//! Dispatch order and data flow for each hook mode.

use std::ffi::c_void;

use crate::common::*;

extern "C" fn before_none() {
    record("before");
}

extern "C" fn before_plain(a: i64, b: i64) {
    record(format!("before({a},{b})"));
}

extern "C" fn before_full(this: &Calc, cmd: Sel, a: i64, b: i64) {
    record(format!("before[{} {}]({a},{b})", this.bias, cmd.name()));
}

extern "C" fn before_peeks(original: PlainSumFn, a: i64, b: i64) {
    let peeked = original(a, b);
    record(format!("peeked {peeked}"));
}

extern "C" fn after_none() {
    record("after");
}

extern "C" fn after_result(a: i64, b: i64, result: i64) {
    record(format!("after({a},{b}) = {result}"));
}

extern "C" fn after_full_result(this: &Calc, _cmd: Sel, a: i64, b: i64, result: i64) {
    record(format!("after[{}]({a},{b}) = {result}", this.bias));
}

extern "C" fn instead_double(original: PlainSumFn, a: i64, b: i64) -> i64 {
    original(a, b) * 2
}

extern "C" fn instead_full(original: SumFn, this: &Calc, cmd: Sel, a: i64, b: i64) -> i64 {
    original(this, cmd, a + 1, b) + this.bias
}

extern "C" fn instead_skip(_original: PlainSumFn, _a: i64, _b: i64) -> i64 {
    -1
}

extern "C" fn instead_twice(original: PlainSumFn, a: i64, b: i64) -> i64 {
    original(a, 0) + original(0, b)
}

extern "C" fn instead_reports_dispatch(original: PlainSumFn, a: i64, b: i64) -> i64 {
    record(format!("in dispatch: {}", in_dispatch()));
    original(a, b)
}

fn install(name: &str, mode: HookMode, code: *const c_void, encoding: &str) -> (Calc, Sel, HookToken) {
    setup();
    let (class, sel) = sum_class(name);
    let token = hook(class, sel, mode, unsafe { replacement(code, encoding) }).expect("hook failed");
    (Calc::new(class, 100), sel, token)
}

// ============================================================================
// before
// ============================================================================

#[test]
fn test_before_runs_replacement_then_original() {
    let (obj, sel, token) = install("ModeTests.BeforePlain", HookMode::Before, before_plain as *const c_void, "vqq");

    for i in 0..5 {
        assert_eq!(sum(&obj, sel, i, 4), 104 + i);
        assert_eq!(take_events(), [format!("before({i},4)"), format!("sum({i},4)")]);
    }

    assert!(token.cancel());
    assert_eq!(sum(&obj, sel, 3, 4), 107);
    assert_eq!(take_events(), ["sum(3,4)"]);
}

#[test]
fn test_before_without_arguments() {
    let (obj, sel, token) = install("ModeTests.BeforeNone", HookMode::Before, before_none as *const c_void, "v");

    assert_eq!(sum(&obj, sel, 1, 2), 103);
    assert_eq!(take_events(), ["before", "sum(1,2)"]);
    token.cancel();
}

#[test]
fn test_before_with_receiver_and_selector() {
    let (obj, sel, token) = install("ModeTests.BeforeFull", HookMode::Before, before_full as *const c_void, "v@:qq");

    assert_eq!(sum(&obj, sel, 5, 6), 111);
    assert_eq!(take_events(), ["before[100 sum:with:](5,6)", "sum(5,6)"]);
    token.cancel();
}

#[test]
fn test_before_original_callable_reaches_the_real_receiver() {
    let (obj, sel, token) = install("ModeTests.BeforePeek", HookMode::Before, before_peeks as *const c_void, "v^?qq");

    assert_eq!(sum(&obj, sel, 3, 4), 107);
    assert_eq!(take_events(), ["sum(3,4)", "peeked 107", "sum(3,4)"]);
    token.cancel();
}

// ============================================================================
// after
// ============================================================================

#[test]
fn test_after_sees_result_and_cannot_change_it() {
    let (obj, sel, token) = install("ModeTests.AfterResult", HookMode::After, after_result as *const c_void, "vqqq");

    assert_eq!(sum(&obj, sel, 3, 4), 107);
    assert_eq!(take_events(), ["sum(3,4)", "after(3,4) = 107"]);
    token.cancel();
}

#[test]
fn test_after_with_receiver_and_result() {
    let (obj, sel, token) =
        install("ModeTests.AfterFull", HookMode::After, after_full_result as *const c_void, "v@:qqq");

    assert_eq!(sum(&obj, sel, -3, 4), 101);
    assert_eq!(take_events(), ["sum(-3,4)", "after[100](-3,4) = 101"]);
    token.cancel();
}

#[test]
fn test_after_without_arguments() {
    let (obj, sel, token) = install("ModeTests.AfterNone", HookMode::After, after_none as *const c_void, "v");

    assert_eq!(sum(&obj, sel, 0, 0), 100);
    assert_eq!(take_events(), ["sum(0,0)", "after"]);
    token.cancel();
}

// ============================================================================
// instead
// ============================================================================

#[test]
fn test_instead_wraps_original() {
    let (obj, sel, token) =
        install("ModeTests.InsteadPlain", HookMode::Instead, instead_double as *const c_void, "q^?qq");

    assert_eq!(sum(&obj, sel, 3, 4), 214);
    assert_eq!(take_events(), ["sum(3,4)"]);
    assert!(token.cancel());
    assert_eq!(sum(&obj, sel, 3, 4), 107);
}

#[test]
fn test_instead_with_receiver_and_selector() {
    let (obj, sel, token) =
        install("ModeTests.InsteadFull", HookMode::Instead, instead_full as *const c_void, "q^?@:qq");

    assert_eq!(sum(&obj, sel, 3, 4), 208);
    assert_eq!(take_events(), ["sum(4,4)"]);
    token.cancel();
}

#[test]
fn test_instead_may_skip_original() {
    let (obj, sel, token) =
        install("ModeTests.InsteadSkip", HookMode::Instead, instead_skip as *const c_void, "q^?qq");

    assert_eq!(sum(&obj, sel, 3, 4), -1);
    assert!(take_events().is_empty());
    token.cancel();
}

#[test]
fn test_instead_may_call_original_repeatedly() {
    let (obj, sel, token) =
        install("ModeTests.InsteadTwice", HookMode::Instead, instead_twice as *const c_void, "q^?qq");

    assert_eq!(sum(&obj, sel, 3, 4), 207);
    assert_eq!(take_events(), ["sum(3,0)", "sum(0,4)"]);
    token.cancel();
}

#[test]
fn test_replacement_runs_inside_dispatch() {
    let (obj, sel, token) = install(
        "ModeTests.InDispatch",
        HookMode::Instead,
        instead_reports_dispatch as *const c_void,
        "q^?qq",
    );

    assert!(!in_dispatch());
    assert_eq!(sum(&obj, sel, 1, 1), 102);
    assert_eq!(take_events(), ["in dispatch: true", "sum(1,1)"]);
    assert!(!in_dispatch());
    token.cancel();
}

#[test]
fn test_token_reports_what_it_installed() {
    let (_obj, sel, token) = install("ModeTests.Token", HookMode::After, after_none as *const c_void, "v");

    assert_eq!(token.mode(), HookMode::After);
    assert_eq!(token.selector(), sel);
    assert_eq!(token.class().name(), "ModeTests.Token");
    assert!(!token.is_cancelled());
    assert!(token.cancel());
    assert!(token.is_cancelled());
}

About this task: In the listing, find each line with the string "class" and copy it.

Exercise output:
    let (class, sel) = sum_class(name);
    let token = hook(class, sel, mode, unsafe { replacement(code, encoding) }).expect("hook failed");
    (Calc::new(class, 100), sel, token)
    assert_eq!(token.class().name(), "ModeTests.Token");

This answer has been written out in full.